Question

Explain why an odd-degree function must always have at least one real root.

Answer 1

I explained for general case of odd-degree function

First, degree of a polynomial is the highest degree of variable.

There are several ways to explain it, but I prefer to use the limit tool.

Assume that \[f(x) = a_n x^n + ....\]

In the above polynomial, n is the highest degree. Let n is an odd number (1,3,5, ...., 2k+1, etc.)

Then take the limit when x --> +infinity and -infinity. (actually I am using intermediate theorem to prove also)

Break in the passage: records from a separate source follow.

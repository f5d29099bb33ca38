// Copyright 2025 eraflo
//
// Licensed under the Apache License, Version 2.0 (the "License");
// you may not use this file except in compliance with the License.
// You may obtain a copy of the License at
//
//     http://www.apache.org/licenses/LICENSE-2.0
//
// Unless required by applicable law or agreed to in writing, software
// distributed under the License is distributed on an "AS IS" BASIS,
// WITHOUT WARRANTIES OR CONDITIONS OF ANY KIND, either express or implied.
// See the License for the specific language governing permissions and
// limitations under the License.

use goo_core::math::Vec2;
use serde::{Deserialize, Serialize};

/// Tunables of a soft-body blob.
#[derive(Debug, Clone, PartialEq, Serialize, Deserialize)]
#[serde(default)]
pub struct BlobParams {
    /// Spawn position of the center body.
    pub position: Vec2,
    /// Spoke rest length, i.e. the distance between center and outer bodies.
    pub radius: f32,
    /// Number of outer bodies on the rim.
    pub outer_count: usize,
    /// Collision radius of each outer body.
    pub outer_radius: f32,
    /// Collision radius of the center body.
    pub center_radius: f32,
    pub density: f32,
    pub friction: f32,
    pub restitution: f32,
    /// Spring frequency of the center-to-rim joints.
    pub spoke_frequency: f32,
    pub spoke_damping: f32,
    /// Spring frequency of the joints between neighbouring outer bodies.
    pub rim_frequency: f32,
    pub rim_damping: f32,
    /// Normal impulse above which a contact hurts the blob.
    pub damage_force: f32,
    /// Minimum time between two damaging hits.
    pub damage_filter_time: f32,
    /// Distance from the center past which an outer body counts as "off to one side".
    pub broken_tolerance: f32,
    /// Impulse applied per body for a full-strength move.
    pub move_impulse: f32,
    /// Skin contacts needed before a move is applied.
    pub min_move_contacts: u32,
    /// Whether dying reports the nearby dynamic bodies.
    pub affect_on_death: bool,
    /// Affected-area half extent as a multiple of the radius.
    pub affect_radius_scale: f32,
    /// Integrity the blob starts with, at most 100.
    pub initial_integrity: f32,
}

impl Default for BlobParams {
    fn default() -> Self {
        Self {
            position: Vec2::ZERO,
            radius: 2.0,
            outer_count: 8,
            outer_radius: 0.4,
            center_radius: 0.6,
            density: 1.0,
            friction: 0.6,
            restitution: 0.1,
            spoke_frequency: 6.0,
            spoke_damping: 0.5,
            rim_frequency: 8.0,
            rim_damping: 0.5,
            damage_force: 20.0,
            damage_filter_time: 0.25,
            broken_tolerance: 0.25,
            move_impulse: 0.5,
            min_move_contacts: 1,
            affect_on_death: true,
            affect_radius_scale: 2.0,
            initial_integrity: 100.0,
        }
    }
}

impl BlobParams {
    /// Returns a copy shrunk by `scale`, placed at `position`.
    ///
    /// Body sizes, the radius and the joint spring frequencies scale, so the
    /// copy is lighter and softer. Damping ratios, forces, timings and
    /// thresholds do not.
    pub fn scaled(&self, scale: f32, position: Vec2) -> Self {
        Self {
            position,
            radius: self.radius * scale,
            outer_radius: self.outer_radius * scale,
            center_radius: self.center_radius * scale,
            spoke_frequency: self.spoke_frequency * scale,
            rim_frequency: self.rim_frequency * scale,
            ..self.clone()
        }
    }

    /// Rest length of a rim joint for a given spoke length.
    pub fn rim_length(&self, radius: f32) -> f32 {
        if self.outer_count < 2 {
            return 0.0;
        }
        2.0 * radius * (std::f32::consts::PI / self.outer_count as f32).sin()
    }
}

#[cfg(test)]
mod tests {
    use super::*;
    use approx::assert_relative_eq;

    #[test]
    fn test_rim_length_is_the_chord() {
        let params = BlobParams {
            outer_count: 4,
            ..Default::default()
        };
        assert_relative_eq!(params.rim_length(1.0), 2.0f32.sqrt(), epsilon = 1e-5);
    }

    #[test]
    fn test_scaled_keeps_thresholds() {
        let params = BlobParams::default();
        let small = params.scaled(0.5, Vec2::new(3.0, 1.0));
        assert_relative_eq!(small.radius, 1.0);
        assert_relative_eq!(small.outer_radius, 0.2);
        assert_relative_eq!(small.damage_force, params.damage_force);
        assert_eq!(small.position, Vec2::new(3.0, 1.0));
    }

    #[test]
    fn test_scaled_softens_joints_but_keeps_damping() {
        let params = BlobParams::default();
        let small = params.scaled(0.5, Vec2::ZERO);
        assert_relative_eq!(small.spoke_frequency, 3.0);
        assert_relative_eq!(small.rim_frequency, 4.0);
        assert_relative_eq!(small.spoke_damping, params.spoke_damping);
        assert_relative_eq!(small.rim_damping, params.rim_damping);
    }

    #[test]
    fn test_missing_fields_fall_back_to_defaults() {
        let params: BlobParams = ron::from_str("(radius: 3.0)").unwrap();
        assert_relative_eq!(params.radius, 3.0);
        assert_eq!(params.outer_count, 8);
    }
}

\[\lim_{x \rightarrow +\infty} f(x) = \lim_{x \rightarrow +\infty} a_n x^n\]

\[\lim_{x \rightarrow -\infty} f(x) = \lim_{x \rightarrow -\infty} a_n x^n\]

The limit only takes into account the highest degree when x goes to infinity.

In case of n = odd numbers, you can see

\[\lim_{x \rightarrow +\infty} = +\infty\]
and \[\lim_{x \rightarrow -\infty} = -\infty\]

So those 2 limits are not the same sign (>0 and <0) ==> Odd-degree polynomial (graph) must go through the x-axis at least 1 point ==> at least 1 real solution exist. (Intermediate theorem)

Expand to case of n = even number, of course 2 limit is the same sign (+infty, >0) so we can not use limit to say about solution of even-degree polynomials

Answer 2

for a layman complex roots always occur in pairs.